**INFORMATION PROVIDED**.
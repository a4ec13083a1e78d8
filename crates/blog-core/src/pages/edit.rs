use std::sync::Arc;

use tokio_util::sync::CancellationToken;

use crate::domain::{Post, PostId, PostPatch};
use crate::store::Store;

use super::{Navigation, POST_NOT_FOUND};

pub const NO_PERMISSION: &str = "You do not have permission to edit this post";

/// Owner-only edit form, prefilled from the stored post.
pub struct EditPostPage {
    store: Arc<Store>,
    post: Option<Post>,
    pub title: String,
    pub content: String,
    error: Option<String>,
    loading: bool,
    updating: bool,
    unmount: CancellationToken,
}

impl EditPostPage {
    pub fn new(store: Arc<Store>) -> Self {
        Self {
            store,
            post: None,
            title: String::new(),
            content: String::new(),
            error: None,
            loading: true,
            updating: false,
            unmount: CancellationToken::new(),
        }
    }

    pub fn unmount_token(&self) -> CancellationToken {
        self.unmount.clone()
    }

    pub fn post(&self) -> Option<&Post> {
        self.post.as_ref()
    }

    pub fn error(&self) -> Option<&str> {
        self.error.as_deref()
    }

    pub fn is_loading(&self) -> bool {
        self.loading
    }

    pub fn is_updating(&self) -> bool {
        self.updating
    }

    /// Load the post to edit. Returns a redirect when the user may not edit it.
    pub async fn open(&mut self, post_id: Option<&str>) -> Option<Navigation> {
        let Some(post_id) = post_id.filter(|id| !id.is_empty()) else {
            self.error = Some("Post ID is required".to_string());
            self.loading = false;
            return None;
        };
        let Some(user) = self.store.auth_state().user else {
            return Some(Navigation::SignIn);
        };

        let id = PostId::new(post_id);
        let backend = self.store.posts_backend().clone();
        let result = tokio::select! {
            biased;
            _ = self.unmount.cancelled() => {
                tracing::debug!(post_id = %id, "Page unmounted, dropping post load");
                return None;
            }
            result = backend.find(&id) => result,
        };
        self.loading = false;

        let post = match result {
            Ok(Some(post)) => post,
            Ok(None) => {
                self.error = Some(POST_NOT_FOUND.to_string());
                return None;
            }
            Err(e) => {
                self.error = Some(e.to_string());
                return None;
            }
        };

        if !post.is_owned_by(&user) {
            tracing::warn!(post_id = %post.id, user_id = %user.id, "Edit attempted by non-owner");
            self.error = Some(NO_PERMISSION.to_string());
            return Some(Navigation::Home);
        }

        self.title = post.title.clone();
        self.content = post.content.clone();
        self.post = Some(post);
        self.error = None;
        None
    }

    /// Save the edited fields, trimmed. Returns where to go on success.
    pub async fn submit(&mut self) -> Option<Navigation> {
        self.error = None;

        if let Err(e) = PostPatch::new(self.title.as_str(), self.content.as_str()) {
            self.error = Some(e.to_string());
            return None;
        }
        let Some(id) = self.post.as_ref().map(|p| p.id.clone()) else {
            self.error = Some(POST_NOT_FOUND.to_string());
            return None;
        };

        self.updating = true;
        let result = self
            .store
            .update_post(&id, self.title.trim(), self.content.trim())
            .await;
        self.updating = false;

        match result {
            Ok(post) => {
                self.post = Some(post);
                Some(Navigation::Post(id))
            }
            Err(e) => {
                tracing::error!(post_id = %id, error = %e, "Update post failed");
                self.error = Some(e.message().to_string());
                None
            }
        }
    }
}
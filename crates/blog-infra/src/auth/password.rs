//! Argon2 password hashing.

use argon2::{
    Argon2,
    password_hash::{PasswordHash, PasswordHasher, PasswordVerifier, SaltString, rand_core::OsRng},
};

use blog_core::BackendError;

/// Argon2-based password hasher for locally stored accounts.
pub struct Argon2PasswordHasher {
    argon2: Argon2<'static>,
}

impl Argon2PasswordHasher {
    pub fn new() -> Self {
        Self {
            argon2: Argon2::default(),
        }
    }

    pub fn hash(&self, password: &str) -> Result<String, BackendError> {
        let salt = SaltString::generate(&mut OsRng);

        self.argon2
            .hash_password(password.as_bytes(), &salt)
            .map(|h| h.to_string())
            .map_err(|e| BackendError::Internal(format!("Password hashing failed: {e}")))
    }

    pub fn verify(&self, password: &str, hash: &str) -> Result<bool, BackendError> {
        let parsed_hash = PasswordHash::new(hash)
            .map_err(|e| BackendError::Internal(format!("Stored hash is unreadable: {e}")))?;

        Ok(self
            .argon2
            .verify_password(password.as_bytes(), &parsed_hash)
            .is_ok())
    }
}

impl Default for Argon2PasswordHasher {
    fn default() -> Self {
        Self::new()
    }
}
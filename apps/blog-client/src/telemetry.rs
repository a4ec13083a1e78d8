//! Telemetry initialization - tracing setup.

use tracing_subscriber::{EnvFilter, layer::SubscriberExt, util::SubscriberInitExt};

/// Telemetry configuration.
#[derive(Debug, Clone)]
pub struct TelemetryConfig {
    /// Enable JSON logging.
    pub json_logs: bool,
    /// Service name recorded at startup.
    pub service_name: String,
}

impl Default for TelemetryConfig {
    fn default() -> Self {
        Self {
            json_logs: false,
            service_name: "blog-client".to_string(),
        }
    }
}

impl TelemetryConfig {
    /// Load configuration from environment variables.
    pub fn from_env() -> Self {
        Self {
            json_logs: std::env::var("LOG_FORMAT")
                .map(|v| v.to_lowercase() == "json")
                .unwrap_or(false),
            service_name: std::env::var("SERVICE_NAME")
                .unwrap_or_else(|_| "blog-client".to_string()),
        }
    }
}

/// Initialize tracing. Logs go to stderr so stdout carries only the page.
pub fn init_telemetry(config: &TelemetryConfig) {
    let env_filter = EnvFilter::try_from_default_env().unwrap_or_else(|_| {
        EnvFilter::new("info,blog_client=debug,blog_core=debug,blog_infra=debug")
    });

    if config.json_logs {
        tracing_subscriber::registry()
            .with(env_filter)
            .with(
                tracing_subscriber::fmt::layer()
                    .json()
                    .with_writer(std::io::stderr),
            )
            .init();
    } else {
        tracing_subscriber::registry()
            .with(env_filter)
            .with(
                tracing_subscriber::fmt::layer()
                    .pretty()
                    .with_writer(std::io::stderr),
            )
            .init();
    }

    tracing::info!(
        service = %config.service_name,
        json_logs = config.json_logs,
        "Telemetry initialized"
    );
}
use std::time::Duration;

/// Connection settings for the hosted project.
#[derive(Debug, Clone)]
pub struct SupabaseConfig {
    /// Project URL without a trailing slash.
    pub url: String,
    pub anon_key: String,
    pub posts_table: String,
    pub timeout: Duration,
}

impl SupabaseConfig {
    pub fn new(url: impl Into<String>, anon_key: impl Into<String>) -> Self {
        Self {
            url: url.into().trim_end_matches('/').to_string(),
            anon_key: anon_key.into(),
            posts_table: "posts".to_string(),
            timeout: Duration::from_secs(10),
        }
    }

    /// Returns `None` unless both `SUPABASE_URL` and `SUPABASE_ANON_KEY` are set.
    pub fn from_env() -> Option<Self> {
        let url = std::env::var("SUPABASE_URL").ok().filter(|v| !v.is_empty());
        let anon_key = std::env::var("SUPABASE_ANON_KEY")
            .ok()
            .filter(|v| !v.is_empty());

        let (url, anon_key) = match (url, anon_key) {
            (Some(url), Some(key)) => (url, key),
            (Some(_), None) => {
                tracing::warn!("SUPABASE_URL is set but SUPABASE_ANON_KEY is missing");
                return None;
            }
            _ => return None,
        };

        let mut config = Self::new(url, anon_key);
        if let Ok(table) = std::env::var("SUPABASE_POSTS_TABLE") {
            config.posts_table = table;
        }
        if let Some(secs) = std::env::var("SUPABASE_TIMEOUT_SECS")
            .ok()
            .and_then(|s| s.parse().ok())
        {
            config.timeout = Duration::from_secs(secs);
        }
        Some(config)
    }
}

**TASK INSTRUCTIONS**. Every entry, from top to bottom, should be repeated word for word.

**ANSWER BELOW**.
repository a4ec13083a1e78d8
filename crates/blog-core/src/pages/edit.rs
use std::sync::Arc;

use tokio_util::sync::CancellationToken;

use crate::domain::{Post, PostId, PostPatch};
use crate::store::Store;

use super::{Navigation, POST_NOT_FOUND};

pub const NO_PERMISSION: &str = "You do not have permission to edit this post";

/// Owner-only edit form, prefilled from the stored post.
pub struct EditPostPage {
    store: Arc<Store>,
    post: Option<Post>,
    pub title: String,
    pub content: String,
    error: Option<String>,
    loading: bool,
    updating: bool,
    unmount: CancellationToken,
}

impl EditPostPage {
    pub fn new(store: Arc<Store>) -> Self {
        Self {
            store,
            post: None,
            title: String::new(),
            content: String::new(),
            error: None,
            loading: true,
            updating: false,
            unmount: CancellationToken::new(),
        }
    }

    pub fn unmount_token(&self) -> CancellationToken {
        self.unmount.clone()
    }

    pub fn post(&self) -> Option<&Post> {
        self.post.as_ref()
    }

    pub fn error(&self) -> Option<&str> {
        self.error.as_deref()
    }

    pub fn is_loading(&self) -> bool {
        self.loading
    }

    pub fn is_updating(&self) -> bool {
        self.updating
    }

    /// Load the post to edit. Returns a redirect when the user may not edit it.
    pub async fn open(&mut self, post_id: Option<&str>) -> Option<Navigation> {
        let Some(post_id) = post_id.filter(|id| !id.is_empty()) else {
            self.error = Some("Post ID is required".to_string());
            self.loading = false;
            return None;
        };
        let Some(user) = self.store.auth_state().user else {
            return Some(Navigation::SignIn);
        };

        let id = PostId::new(post_id);
        let backend = self.store.posts_backend().clone();
        let result = tokio::select! {
            biased;
            _ = self.unmount.cancelled() => {
                tracing::debug!(post_id = %id, "Page unmounted, dropping post load");
                return None;
            }
            result = backend.find(&id) => result,
        };
        self.loading = false;

        let post = match result {
            Ok(Some(post)) => post,
            Ok(None) => {
                self.error = Some(POST_NOT_FOUND.to_string());
                return None;
            }
            Err(e) => {
                self.error = Some(e.to_string());
                return None;
            }
        };

        if !post.is_owned_by(&user) {
            tracing::warn!(post_id = %post.id, user_id = %user.id, "Edit attempted by non-owner");
            self.error = Some(NO_PERMISSION.to_string());
            return Some(Navigation::Home);
        }

        self.title = post.title.clone();
        self.content = post.content.clone();
        self.post = Some(post);
        self.error = None;
        None
    }

    /// Save the edited fields, trimmed. Returns where to go on success.
    pub async fn submit(&mut self) -> Option<Navigation> {
        self.error = None;

        if let Err(e) = PostPatch::new(self.title.as_str(), self.content.as_str()) {
            self.error = Some(e.to_string());
            return None;
        }
        let Some(id) = self.post.as_ref().map(|p| p.id.clone()) else {
            self.error = Some(POST_NOT_FOUND.to_string());
            return None;
        };

        self.updating = true;
        let result = self
            .store
            .update_post(&id, self.title.trim(), self.content.trim())
            .await;
        self.updating = false;

        match result {
            Ok(post) => {
                self.post = Some(post);
                Some(Navigation::Post(id))
            }
            Err(e) => {
                tracing::error!(post_id = %id, error = %e, "Update post failed");
                self.error = Some(e.message().to_string());
                None
            }
        }
    }
}
filename crates/blog-infra/src/auth/password.rs
//! Argon2 password hashing.

use argon2::{
    Argon2,
    password_hash::{PasswordHash, PasswordHasher, PasswordVerifier, SaltString, rand_core::OsRng},
};

use blog_core::BackendError;

/// Argon2-based password hasher for locally stored accounts.
pub struct Argon2PasswordHasher {
    argon2: Argon2<'static>,
}

impl Argon2PasswordHasher {
    pub fn new() -> Self {
        Self {
            argon2: Argon2::default(),
        }
    }

    pub fn hash(&self, password: &str) -> Result<String, BackendError> {
        let salt = SaltString::generate(&mut OsRng);

        self.argon2
            .hash_password(password.as_bytes(), &salt)
            .map(|h| h.to_string())
            .map_err(|e| BackendError::Internal(format!("Password hashing failed: {e}")))
    }

    pub fn verify(&self, password: &str, hash: &str) -> Result<bool, BackendError> {
        let parsed_hash = PasswordHash::new(hash)
            .map_err(|e| BackendError::Internal(format!("Stored hash is unreadable: {e}")))?;

        Ok(self
            .argon2
            .verify_password(password.as_bytes(), &parsed_hash)
            .is_ok())
    }
}

impl Default for Argon2PasswordHasher {
    fn default() -> Self {
        Self::new()
    }
}
filename apps/blog-client/src/telemetry.rs
repository a4ec13083a1e78d8
//! Telemetry initialization - tracing setup.

use tracing_subscriber::{EnvFilter, layer::SubscriberExt, util::SubscriberInitExt};

/// Telemetry configuration.
#[derive(Debug, Clone)]
pub struct TelemetryConfig {
    /// Enable JSON logging.
    pub json_logs: bool,
    /// Service name recorded at startup.
    pub service_name: String,
}

impl Default for TelemetryConfig {
    fn default() -> Self {
        Self {
            json_logs: false,
            service_name: "blog-client".to_string(),
        }
    }
}

impl TelemetryConfig {
    /// Load configuration from environment variables.
    pub fn from_env() -> Self {
        Self {
            json_logs: std::env::var("LOG_FORMAT")
                .map(|v| v.to_lowercase() == "json")
                .unwrap_or(false),
            service_name: std::env::var("SERVICE_NAME")
                .unwrap_or_else(|_| "blog-client".to_string()),
        }
    }
}

/// Initialize tracing. Logs go to stderr so stdout carries only the page.
pub fn init_telemetry(config: &TelemetryConfig) {
    let env_filter = EnvFilter::try_from_default_env().unwrap_or_else(|_| {
        EnvFilter::new("info,blog_client=debug,blog_core=debug,blog_infra=debug")
    });

    if config.json_logs {
        tracing_subscriber::registry()
            .with(env_filter)
            .with(
                tracing_subscriber::fmt::layer()
                    .json()
                    .with_writer(std::io::stderr),
            )
            .init();
    } else {
        tracing_subscriber::registry()
            .with(env_filter)
            .with(
                tracing_subscriber::fmt::layer()
                    .pretty()
                    .with_writer(std::io::stderr),
            )
            .init();
    }

    tracing::info!(
        service = %config.service_name,
        json_logs = config.json_logs,
        "Telemetry initialized"
    );
}
use std::time::Duration;

/// Connection settings for the hosted project.
#[derive(Debug, Clone)]
pub struct SupabaseConfig {
    /// Project URL without a trailing slash.
    pub url: String,
    pub anon_key: String,
    pub posts_table: String,
    pub timeout: Duration,
}

impl SupabaseConfig {
    pub fn new(url: impl Into<String>, anon_key: impl Into<String>) -> Self {
        Self {
            url: url.into().trim_end_matches('/').to_string(),
            anon_key: anon_key.into(),
            posts_table: "posts".to_string(),
            timeout: Duration::from_secs(10),
        }
    }

    /// Returns `None` unless both `SUPABASE_URL` and `SUPABASE_ANON_KEY` are set.
    pub fn from_env() -> Option<Self> {
        let url = std::env::var("SUPABASE_URL").ok().filter(|v| !v.is_empty());
        let anon_key = std::env::var("SUPABASE_ANON_KEY")
            .ok()
            .filter(|v| !v.is_empty());

        let (url, anon_key) = match (url, anon_key) {
            (Some(url), Some(key)) => (url, key),
            (Some(_), None) => {
                tracing::warn!("SUPABASE_URL is set but SUPABASE_ANON_KEY is missing");
                return None;
            }
            _ => return None,
        };

        let mut config = Self::new(url, anon_key);
        if let Ok(table) = std::env::var("SUPABASE_POSTS_TABLE") {
            config.posts_table = table;
        }
        if let Some(secs) = std::env::var("SUPABASE_TIMEOUT_SECS")
            .ok()
            .and_then(|s| s.parse().ok())
        {
            config.timeout = Duration::from_secs(secs);
        }
        Some(config)
    }
}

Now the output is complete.